Celui-ci profita de ce moment de répit pour continuer.

– Tu as assassiné ta femme, j’en ai la preuve.

Chapparot eut un éclat de rire féroce.

– Je sais bien que vous dites tous ça dans le quartier ; mais je me moque de vous.

– Et l’Anglaise que tu as jetée dans la citerne… ajouta Polyte, qui pensait que pour échapper au charbonnier il devait lui inspirer une terreur profonde.

Mais Polyte se trompait.

Chapparot était une de ces naturels violentes, féroces, brutales, qui s’exaltent dans le crime et qui se voyant découvertes, perdent toute mesure et renversent tout obstacle.

– Ah ! tu sais cela aussi ? dit-il.

Et il se rua de nouveau sur Polyte, le reprit à la gorge et engagea avec lui une lutte corps à corps.

Cela se passait, avons-nous dit, au milieu de cette esplanade où étaient naguère les abattoirs Ménilmontant.

Au nord, la rue Saint-Maur, qui n’a plus qu’un côté ; au sud, l’avenue Parmentier, qui n’a plus que quelques maisons isolées les unes des autres ; à l’est, la rue des Amandiers, prolongeant celle de Chemin-Vert ; à l’ouest, la rue Saint-Ambroise.

La nuit était venue, comme elle vient en hiver, tout d’un coup, accompagnée d’un de ces brouillards humides qui rendent le pavé gras et font rentrer les Parisiens au plus vite.
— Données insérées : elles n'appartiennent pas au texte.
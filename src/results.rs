//! Turn-2 discrepancy and verification-summary types (spec §3, §4.7).

use serde::{Deserialize, Serialize};
use std::collections::BTreeMap;

/// Terminal outcome of a verification (spec §3).
#[derive(Debug, Clone, Copy, PartialEq, Eq, Serialize, Deserialize)]
#[serde(rename_all = "SCREAMING_SNAKE_CASE")]
pub enum VerificationOutcome {
    Correct,
    Incorrect,
}

/// A per-position discrepancy classification (spec §4.7, glossary).
#[derive(Debug, Clone, Copy, PartialEq, Eq, Serialize, Deserialize)]
#[serde(rename_all = "SCREAMING_SNAKE_CASE")]
pub enum DiscrepancyType {
    Missing,
    Misplaced,
    Unexpected,
    IncorrectType,
}

/// One per-position mismatch (spec §4.7).
#[derive(Debug, Clone, PartialEq, Serialize, Deserialize)]
pub struct Discrepancy {
    pub item: String,
    pub expected: String,
    #[serde(skip_serializing_if = "Option::is_none")]
    pub found: Option<String>,
    #[serde(rename = "type")]
    pub kind: DiscrepancyType,
}

/// Per-category discrepancy counts (spec §4.7, §4.9).
#[derive(Debug, Clone, Default, PartialEq, Serialize, Deserialize)]
pub struct DiscrepancyBreakdown {
    #[serde(default)]
    pub missing_products: u32,
    #[serde(default)]
    pub misplaced_products: u32,
    #[serde(default)]
    pub unexpected_products: u32,
    #[serde(default)]
    pub incorrect_type_products: u32,
}

impl DiscrepancyBreakdown {
    pub fn record(&mut self, kind: DiscrepancyType) {
        match kind {
            DiscrepancyType::Missing => self.missing_products += 1,
            DiscrepancyType::Misplaced => self.misplaced_products += 1,
            DiscrepancyType::Unexpected => self.unexpected_products += 1,
            DiscrepancyType::IncorrectType => self.incorrect_type_products += 1,
        }
    }

    pub fn total(&self) -> u32 {
        self.missing_products
            + self.misplaced_products
            + self.unexpected_products
            + self.incorrect_type_products
    }
}

/// The finalization target's summary (spec §3, §4.9).
#[derive(Debug, Clone, PartialEq, Serialize, Deserialize)]
pub struct VerificationSummary {
    pub verification_outcome: VerificationOutcome,
    pub total_positions_checked: u32,
    pub correct_positions: u32,
    pub discrepant_positions: u32,
    pub empty_in_checking: u32,
    pub discrepancy_breakdown: DiscrepancyBreakdown,
    pub overall_accuracy: String,
    pub overall_confidence: String,
    pub comparison_summary: String,
}

/// Machine structure: the physical grid of a vending machine (glossary).
#[derive(Debug, Clone, PartialEq, Serialize, Deserialize)]
pub struct MachineStructure {
    pub row_count: u32,
    pub columns_per_row: u32,
    pub row_order: Vec<String>,
    pub column_order: Vec<String>,
}

/// Per-row product/status map captured from Turn-1 (spec §4.6).
pub type RowStatusMap = BTreeMap<String, String>;

/// Structured fields extracted from the Turn-1 response (spec §4.6).
#[derive(Debug, Clone, PartialEq, Serialize, Deserialize)]
pub struct Turn1ProcessedData {
    pub initial_confirmation: String,
    #[serde(skip_serializing_if = "Option::is_none")]
    pub machine_structure: Option<MachineStructure>,
    #[serde(default)]
    pub row_status: RowStatusMap,
    pub reference_summary: String,
    pub markdown: String,
}

/// Structured fields extracted from the Turn-2 response (spec §4.7).
#[derive(Debug, Clone, PartialEq, Serialize, Deserialize)]
pub struct Turn2ProcessedData {
    pub verification_outcome: VerificationOutcome,
    #[serde(default)]
    pub discrepancies: Vec<Discrepancy>,
    pub comparison_summary: String,
    pub total_positions_checked: u32,
    pub correct_positions: u32,
    pub empty_in_checking: u32,
    pub markdown: String,
}

impl Turn2ProcessedData {
    pub fn discrepancy_breakdown(&self) -> DiscrepancyBreakdown {
        let mut breakdown = DiscrepancyBreakdown::default();
        for d in &self.discrepancies {
            breakdown.record(d.kind);
        }
        breakdown
    }
}

/// A legitimate-empty parse result (spec §9: empty text is not an error).
impl Default for Turn2ProcessedData {
    fn default() -> Self {
        Self {
            verification_outcome: VerificationOutcome::Incorrect,
            discrepancies: Vec::new(),
            comparison_summary: String::new(),
            total_positions_checked: 0,
            correct_positions: 0,
            empty_in_checking: 0,
            markdown: String::new(),
        }
    }
}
Chapparot et Polyte étaient seuls.

Polyte appela bien une ou deux fois au secours, car le charbonnier l’étranglait ; mais ces plaintes étouffées ne furent entendues de personne.
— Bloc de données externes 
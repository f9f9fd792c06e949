//! The state-envelope protocol and verification data model (spec §3, §6).
//!
//! Stages exchange only [`Envelope`]s: references to externally stored
//! artifacts, never payload bodies. `serde_json` round-trips every type in
//! this module losslessly (spec §8's round-trip law).

use chrono::{DateTime, Utc};
use serde::{Deserialize, Serialize};
use std::collections::BTreeMap;
use std::fmt;

/// A typed pointer to a blob (spec §3's "Reference").
#[derive(Debug, Clone, PartialEq, Serialize, Deserialize)]
pub struct Reference {
    pub bucket: String,
    pub key: String,
    #[serde(skip_serializing_if = "Option::is_none")]
    pub etag: Option<String>,
    #[serde(skip_serializing_if = "Option::is_none")]
    pub size: Option<u64>,
}

impl Reference {
    pub fn new(bucket: impl Into<String>, key: impl Into<String>) -> Self {
        Self {
            bucket: bucket.into(),
            key: key.into(),
            etag: None,
            size: None,
        }
    }

    pub fn with_size(mut self, size: u64) -> Self {
        self.size = Some(size);
        self
    }

    pub fn with_etag(mut self, etag: impl Into<String>) -> Self {
        self.etag = Some(etag.into());
        self
    }
}

/// The closed set of `s3References` keys named in spec §3.
#[derive(Debug, Clone, Copy, PartialEq, Eq, PartialOrd, Ord, Serialize, Deserialize)]
#[serde(rename_all = "snake_case")]
pub enum ArtifactKind {
    ProcessingInitialization,
    ImagesReferenceBase64,
    ImagesCheckingBase64,
    ImagesMetadata,
    PromptsSystem,
    ResponsesTurn1Raw,
    ResponsesTurn1Processed,
    ResponsesTurn2Raw,
    ResponsesTurn2Processed,
    ProcessingHistoricalContext,
    ProcessingLayoutMetadata,
    Error,
}

impl fmt::Display for ArtifactKind {
    fn fmt(&self, f: &mut fmt::Formatter<'_>) -> fmt::Result {
        let s = match self {
            ArtifactKind::ProcessingInitialization => "processing_initialization",
            ArtifactKind::ImagesReferenceBase64 => "images_reference_base64",
            ArtifactKind::ImagesCheckingBase64 => "images_checking_base64",
            ArtifactKind::ImagesMetadata => "images_metadata",
            ArtifactKind::PromptsSystem => "prompts_system",
            ArtifactKind::ResponsesTurn1Raw => "responses_turn1_raw",
            ArtifactKind::ResponsesTurn1Processed => "responses_turn1_processed",
            ArtifactKind::ResponsesTurn2Raw => "responses_turn2_raw",
            ArtifactKind::ResponsesTurn2Processed => "responses_turn2_processed",
            ArtifactKind::ProcessingHistoricalContext => "processing_historical_context",
            ArtifactKind::ProcessingLayoutMetadata => "processing_layout_metadata",
            ArtifactKind::Error => "error",
        };
        f.write_str(s)
    }
}

/// Verification type (spec §3).
#[derive(Debug, Clone, Copy, PartialEq, Eq, Serialize, Deserialize)]
#[serde(rename_all = "SCREAMING_SNAKE_CASE")]
pub enum VerificationType {
    LayoutVsChecking,
    PreviousVsCurrent,
}

impl VerificationType {
    /// Capability record from spec §9: replaces scattered type-inspection
    /// with one small lookup per verification type.
    pub fn capabilities(self) -> TypeCapabilities {
        match self {
            VerificationType::LayoutVsChecking => TypeCapabilities {
                template_name: "layout-vs-checking",
                needs_historical_context: false,
                needs_layout_metadata: true,
            },
            VerificationType::PreviousVsCurrent => TypeCapabilities {
                template_name: "previous-vs-current",
                needs_historical_context: true,
                needs_layout_metadata: false,
            },
        }
    }
}

/// Per-type capability record (spec §9).
#[derive(Debug, Clone, Copy)]
pub struct TypeCapabilities {
    pub template_name: &'static str,
    pub needs_historical_context: bool,
    pub needs_layout_metadata: bool,
}

/// One append-only entry in `VerificationContext::status_history` (spec §3).
#[derive(Debug, Clone, PartialEq, Serialize, Deserialize)]
pub struct StatusHistoryEntry {
    pub status: String,
    pub timestamp: DateTime<Utc>,
    pub function_name: String,
    pub processing_time_ms: u64,
    pub stage: String,
    #[serde(default, skip_serializing_if = "serde_json::Map::is_empty")]
    pub metrics: serde_json::Map<String, serde_json::Value>,
}

impl StatusHistoryEntry {
    pub fn new(
        status: impl Into<String>,
        timestamp: DateTime<Utc>,
        function_name: impl Into<String>,
        processing_time_ms: u64,
        stage: impl Into<String>,
    ) -> Self {
        Self {
            status: status.into(),
            timestamp,
            function_name: function_name.into(),
            processing_time_ms,
            stage: stage.into(),
            metrics: serde_json::Map::new(),
        }
    }
}

/// Error tracking summary attached to a `VerificationContext` once any
/// stage has failed (spec §3).
#[derive(Debug, Clone, Default, PartialEq, Serialize, Deserialize)]
pub struct ErrorTracking {
    #[serde(default, skip_serializing_if = "std::ops::Not::not")]
    pub has_errors: bool,
    #[serde(skip_serializing_if = "Option::is_none")]
    pub error_stage: Option<String>,
    #[serde(skip_serializing_if = "Option::is_none")]
    pub message: Option<String>,
}

/// Rolling processing metrics attached to a `VerificationContext` (spec §3).
#[derive(Debug, Clone, Default, PartialEq, Serialize, Deserialize)]
pub struct ProcessingMetrics {
    #[serde(default, skip_serializing_if = "BTreeMap::is_empty")]
    pub stage_durations_ms: BTreeMap<String, u64>,
    #[serde(default, skip_serializing_if = "Option::is_none")]
    pub retry_attempts: Option<u32>,
}

/// The authoritative descriptor of one verification (spec §3).
#[derive(Debug, Clone, PartialEq, Serialize, Deserialize)]
pub struct VerificationContext {
    pub verification_id: String,
    pub verification_at: DateTime<Utc>,
    pub verification_type: VerificationType,
    pub reference_image_url: String,
    pub checking_image_url: String,
    #[serde(skip_serializing_if = "Option::is_none")]
    pub layout_id: Option<i64>,
    #[serde(skip_serializing_if = "Option::is_none")]
    pub layout_prefix: Option<String>,
    #[serde(skip_serializing_if = "Option::is_none")]
    pub previous_verification_id: Option<String>,
    #[serde(skip_serializing_if = "Option::is_none")]
    pub vending_machine_id: Option<String>,
    pub status: String,
    pub current_status: String,
    pub last_updated_at: DateTime<Utc>,
    #[serde(default)]
    pub status_history: Vec<StatusHistoryEntry>,
    #[serde(default)]
    pub processing_metrics: ProcessingMetrics,
    #[serde(default)]
    pub error_tracking: ErrorTracking,
}

impl VerificationContext {
    /// Append a status-history entry and bump `last_updated_at`, enforcing
    /// the non-decreasing timestamp invariant from spec §8.
    pub fn record_status(&mut self, entry: StatusHistoryEntry) {
        let ts = entry.timestamp.max(self.last_updated_at);
        self.current_status = entry.status.clone();
        self.status_history.push(entry);
        self.last_updated_at = ts;
    }

    /// Mark the context as terminally failed (spec §4.10).
    pub fn mark_failed(&mut self, error_stage: impl Into<String>, message: impl Into<String>) {
        self.current_status = "VERIFICATION_FAILED".to_string();
        self.status = "VERIFICATION_FAILED".to_string();
        self.error_tracking = ErrorTracking {
            has_errors: true,
            error_stage: Some(error_stage.into()),
            message: Some(message.into()),
        };
    }
}

/// A verification request as submitted to the orchestrator (spec §6).
#[derive(Debug, Clone, Serialize, Deserialize)]
pub struct VerificationRequest {
    pub verification_type: VerificationType,
    pub reference_image_url: String,
    pub checking_image_url: String,
    #[serde(skip_serializing_if = "Option::is_none")]
    pub layout_id: Option<i64>,
    #[serde(skip_serializing_if = "Option::is_none")]
    pub layout_prefix: Option<String>,
    #[serde(skip_serializing_if = "Option::is_none")]
    pub previous_verification_id: Option<String>,
    #[serde(skip_serializing_if = "Option::is_none")]
    pub vending_machine_id: Option<String>,
}

/// The inter-stage message (spec §3, §6). Bounded in size; never carries
/// artifact bodies.
#[derive(Debug, Clone, Serialize, Deserialize)]
pub struct Envelope {
    pub verification_id: String,
    pub status: String,
    #[serde(default)]
    pub s3_references: BTreeMap<ArtifactKind, Reference>,
    #[serde(skip_serializing_if = "Option::is_none")]
    pub verification_context: Option<VerificationContext>,
    #[serde(default, skip_serializing_if = "serde_json::Map::is_empty")]
    pub summary: serde_json::Map<String, serde_json::Value>,
}

impl Envelope {
    pub fn new(verification_id: impl Into<String>, status: impl Into<String>) -> Self {
        Self {
            verification_id: verification_id.into(),
            status: status.into(),
            s3_references: BTreeMap::new(),
            verification_context: None,
            summary: serde_json::Map::new(),
        }
    }

    pub fn with_reference(mut self, kind: ArtifactKind, reference: Reference) -> Self {
        self.s3_references.insert(kind, reference);
        self
    }

    pub fn reference(&self, kind: ArtifactKind) -> Option<&Reference> {
        self.s3_references.get(&kind)
    }

    pub fn has_reference(&self, kind: ArtifactKind) -> bool {
        self.s3_references.contains_key(&kind)
    }
}

#[cfg(test)]
mod tests {
    use super::*;

    fn sample_context() -> VerificationContext {
        let now = Utc::now();
        VerificationContext {
            verification_id: "verif-20250101000000-aaaa".to_string(),
            verification_at: now,
            verification_type: VerificationType::LayoutVsChecking,
            reference_image_url: "s3://ref/ref.jpg".to_string(),
            checking_image_url: "s3://chk/chk.jpg".to_string(),
            layout_id: Some(42),
            layout_prefix: Some("VM-42".to_string()),
            previous_verification_id: None,
            vending_machine_id: Some("VM-42".to_string()),
            status: "VERIFICATION_INITIALIZED".to_string(),
            current_status: "VERIFICATION_INITIALIZED".to_string(),
            last_updated_at: now,
            status_history: vec![],
            processing_metrics: ProcessingMetrics::default(),
            error_tracking: ErrorTracking::default(),
        }
    }

    #[test]
    fn envelope_round_trips_through_json() {
        let mut envelope = Envelope::new("verif-20250101000000-aaaa", "VERIFICATION_INITIALIZED");
        envelope = envelope.with_reference(
            ArtifactKind::ProcessingInitialization,
            Reference::new("state-bucket", "processing/2025/01/01/verif-1/initialization.json"),
        );
        envelope.verification_context = Some(sample_context());

        let json = serde_json::to_string(&envelope).unwrap();
        let round_tripped: Envelope = serde_json::from_str(&json).unwrap();

        assert_eq!(round_tripped.verification_id, envelope.verification_id);
        assert_eq!(round_tripped.status, envelope.status);
        assert_eq!(round_tripped.s3_references, envelope.s3_references);
        assert_eq!(
            round_tripped.verification_context.unwrap().verification_id,
            "verif-20250101000000-aaaa"
        );
    }

    #[test]
    fn artifact_kind_serializes_to_closed_key_names() {
        assert_eq!(
            serde_json::to_value(ArtifactKind::ResponsesTurn1Processed).unwrap(),
            serde_json::json!("responses_turn1_processed")
        );
    }

    #[test]
    fn record_status_never_rewinds_last_updated_at() {
        let mut ctx = sample_context();
        let t0 = ctx.last_updated_at;
        let earlier = t0 - chrono::Duration::seconds(10);
        ctx.record_status(StatusHistoryEntry::new(
            "TURN1_STARTED",
            earlier,
            "execute_turn1",
            5,
            "ExecuteTurn1",
        ));
        assert!(ctx.last_updated_at >= t0);
    }

    #[test]
    fn verification_type_capabilities_match_spec_table() {
        assert!(
            VerificationType::PreviousVsCurrent
                .capabilities()
                .needs_historical_context
        );
        assert!(
            VerificationType::LayoutVsChecking
                .capabilities()
                .needs_layout_metadata
        );
    }
}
Polyte était jeune, Polyte était vigoureux ; mais Polyte n’avait pas la force herculéenne de l’Auvergnat.

Il lutta en désespéré ; mais le charbonnier finit par lui passer la jambe et le renversa.
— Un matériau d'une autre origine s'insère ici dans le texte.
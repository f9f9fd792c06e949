//! `FinalizeWithError` (E, spec §4.10): the universal catch-all every stage
//! routes to once its retry budget is exhausted. Never throws — every
//! secondary write here is best-effort and its failure is only logged.

use chrono::Utc;

use super::WorkflowEngine;
use crate::blob::date_partitioned_key;
use crate::envelope::{ArtifactKind, Envelope, Reference, VerificationContext, VerificationType};
use crate::error::Error;
use crate::ids::parse_embedded_timestamp;
use crate::rowstore::ConversationRow;

/// Build a placeholder context for a verification that never got as far as
/// `Initialize` writing a row (spec §4.10: the error path still needs a
/// `verification_at` to key a row on, recovered from the id itself).
fn fallback_context(verification_id: &str, now: chrono::DateTime<Utc>) -> VerificationContext {
    use crate::envelope::{ErrorTracking, ProcessingMetrics};
    let verification_at = parse_embedded_timestamp(verification_id).unwrap_or(now);
    VerificationContext {
        verification_id: verification_id.to_string(),
        verification_at,
        verification_type: VerificationType::LayoutVsChecking,
        reference_image_url: String::new(),
        checking_image_url: String::new(),
        layout_id: None,
        layout_prefix: None,
        previous_verification_id: None,
        vending_machine_id: None,
        status: "VERIFICATION_INITIALIZED".to_string(),
        current_status: "VERIFICATION_INITIALIZED".to_string(),
        last_updated_at: now,
        status_history: Vec::new(),
        processing_metrics: ProcessingMetrics::default(),
        error_tracking: ErrorTracking::default(),
    }
}

/// Never returns `Result` — spec §4.10 requires this path to always
/// produce a terminal envelope, even when every secondary write fails.
///
/// `envelope` is the in-flight envelope accumulated by whichever stages
/// ran before the failing one, or `None` when `Initialize` itself never
/// produced one. Its references (at minimum `processing_initialization`)
/// are echoed forward into the returned envelope per spec §4.10 item 5,
/// and into the persisted `error.json` body per item 2.
pub async fn run(
    engine: &WorkflowEngine,
    verification_id: &str,
    context: Option<VerificationContext>,
    envelope: Option<Envelope>,
    error: Error,
) -> Envelope {
    let now = Utc::now();
    let error_stage = error
        .component_operation()
        .map(|(component, _)| component.to_string())
        .unwrap_or_else(|| "Unknown".to_string());
    let message = error.to_string();

    let mut context = match context {
        Some(context) => context,
        None => match engine.verifications.get(verification_id).await {
            Ok(Some(existing)) => existing,
            _ => fallback_context(verification_id, now),
        },
    };
    context.mark_failed(error_stage.clone(), message.clone());

    let mut envelope = match envelope {
        Some(envelope) => envelope,
        None => Envelope::new(verification_id, context.current_status.clone()),
    };
    envelope.status = context.current_status.clone();

    let references: serde_json::Map<String, serde_json::Value> = envelope
        .s3_references
        .iter()
        .map(|(kind, reference)| (kind.to_string(), serde_json::json!(reference)))
        .collect();

    let error_body = serde_json::json!({
        "verification_id": verification_id,
        "error_stage": error_stage,
        "message": message,
        "severity": format!("{:?}", error.severity()),
        "suggestions": error.suggestions(),
        "recovery_hints": error.recovery_hints(),
        "context": error.context(),
        "references": references,
        "timestamp": now,
    });
    match serde_json::to_vec(&error_body) {
        Ok(bytes) => {
            let key = date_partitioned_key("processing", now, verification_id, "error.json");
            match engine
                .blobs
                .put(&engine.config.state_bucket, &key, bytes.clone())
                .await
            {
                Ok(etag) => {
                    envelope = envelope.with_reference(
                        ArtifactKind::Error,
                        Reference::new(engine.config.state_bucket.clone(), key)
                            .with_etag(etag)
                            .with_size(bytes.len() as u64),
                    );
                }
                Err(e) => tracing::warn!(error = %e, "failed to persist error artifact"),
            }
        }
        Err(e) => tracing::warn!(error = %e, "failed to serialize error artifact"),
    }

    if let Err(e) = engine.verifications.create_initial(&context).await {
        tracing::warn!(error = %e, "failed to create verification row during error finalization");
    }
    if let Err(e) = engine.verifications.update(&context).await {
        tracing::warn!(error = %e, "failed to update verification row during error finalization");
    }

    match engine.conversations.get_turns(verification_id).await {
        Ok(turns) => {
            if let Some(last) = turns.iter().max_by_key(|t| t.turn_id) {
                let failed_row = ConversationRow {
                    verification_id: verification_id.to_string(),
                    conversation_at: last.created_at,
                    current_turn: last.turn_id,
                    turn_status: "VERIFICATION_FAILED".to_string(),
                };
                if let Err(e) = engine.conversations.put_conversation(&failed_row).await {
                    tracing::warn!(error = %e, "failed to mark conversation row failed");
                }
            }
        }
        Err(e) => tracing::warn!(error = %e, "failed to load conversation turns during error finalization"),
    }

    envelope.verification_context = Some(context);
    envelope
}

#[cfg(test)]
mod tests {
    use super::*;
    use crate::blob::InMemoryBlobStore;
    use crate::config::WorkflowConfig;
    use crate::envelope::{ErrorTracking, ProcessingMetrics};
    use crate::llm::{AnthropicClient, ClientConfig};
    use crate::rowstore::SqliteRowStore;
    use crate::templates::TemplateCatalog;
    use std::sync::Arc;

    fn sample_context() -> VerificationContext {
        let now = Utc::now();
        VerificationContext {
            verification_id: "verif-20250101000000-aaaa".to_string(),
            verification_at: now,
            verification_type: VerificationType::LayoutVsChecking,
            reference_image_url: "s3://ref/ref.jpg".to_string(),
            checking_image_url: "s3://chk/chk.jpg".to_string(),
            layout_id: None,
            layout_prefix: None,
            previous_verification_id: None,
            vending_machine_id: None,
            status: "VERIFICATION_INITIALIZED".to_string(),
            current_status: "TURN1_STARTED".to_string(),
            last_updated_at: now,
            status_history: Vec::new(),
            processing_metrics: ProcessingMetrics::default(),
            error_tracking: ErrorTracking::default(),
        }
    }

    async fn engine() -> WorkflowEngine {
        let store = Arc::new(SqliteRowStore::in_memory().unwrap());
        WorkflowEngine::new(
            WorkflowConfig::for_tests(),
            Arc::new(InMemoryBlobStore::new()),
            store.clone(),
            store.clone(),
            store,
            Arc::new(AnthropicClient::new(ClientConfig::new("test-key"))),
            Arc::new(TemplateCatalog::new("templates")),
        )
    }

    #[tokio::test]
    async fn marks_an_existing_context_failed_and_persists_the_error_artifact() {
        let engine = engine().await;
        let context = sample_context();
        engine.verifications.create_initial(&context).await.unwrap();

        let mut in_flight = Envelope::new(context.verification_id.clone(), context.current_status.clone());
        in_flight = in_flight.with_reference(
            ArtifactKind::ProcessingInitialization,
            Reference::new("state-bucket", "processing/2025/01/01/verif-20250101000000-aaaa/initialization.json"),
        );

        let error = Error::llm_server("ExecuteTurn1", "invoke", "upstream 503");
        let envelope = run(&engine, &context.verification_id, Some(context), Some(in_flight), error).await;

        assert_eq!(envelope.status, "VERIFICATION_FAILED");
        assert!(envelope.has_reference(ArtifactKind::Error));
        assert!(envelope.has_reference(ArtifactKind::ProcessingInitialization));
        let stored_context = envelope.verification_context.unwrap();
        assert!(stored_context.error_tracking.has_errors);
        assert_eq!(stored_context.error_tracking.error_stage.as_deref(), Some("ExecuteTurn1"));

        let stored = engine
            .verifications
            .get(&stored_context.verification_id)
            .await
            .unwrap()
            .unwrap();
        assert_eq!(stored.current_status, "VERIFICATION_FAILED");
    }

    #[tokio::test]
    async fn recovers_a_synthetic_context_when_initialize_itself_failed() {
        let engine = engine().await;
        let verification_id = "verif-20250615120000-zzzz";
        let error = Error::resource_validation("Initialize", "check_reference_exists", "not found");

        let envelope = run(&engine, verification_id, None, None, error).await;

        assert_eq!(envelope.status, "VERIFICATION_FAILED");
        let context = envelope.verification_context.unwrap();
        assert_eq!(context.verification_at.format("%Y%m%d%H%M%S").to_string(), "20250615120000");
        assert_eq!(context.error_tracking.error_stage.as_deref(), Some("Initialize"));
    }
}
Puis lui appuyant un genou sur la poitrine :

– Ah ! dit-il, tu sais trop de choses !…

Et il lui donna un coup de couteau qu’il portait toujours dans sa poche et qu’il avait tiré et ouvert rapidement.

Polyte poussa un gémissement étouffé et ne bougea plus.

Alors le charbonnier se redressa, les yeux injectés de sang et stupides, la sueur au front.

Polyte gisait inanimé devant lui.

Chapparot crut l’avoir tué.

Il eut un rire féroce, voisin de la folie, un rire à faire trembler les bêtes fauves.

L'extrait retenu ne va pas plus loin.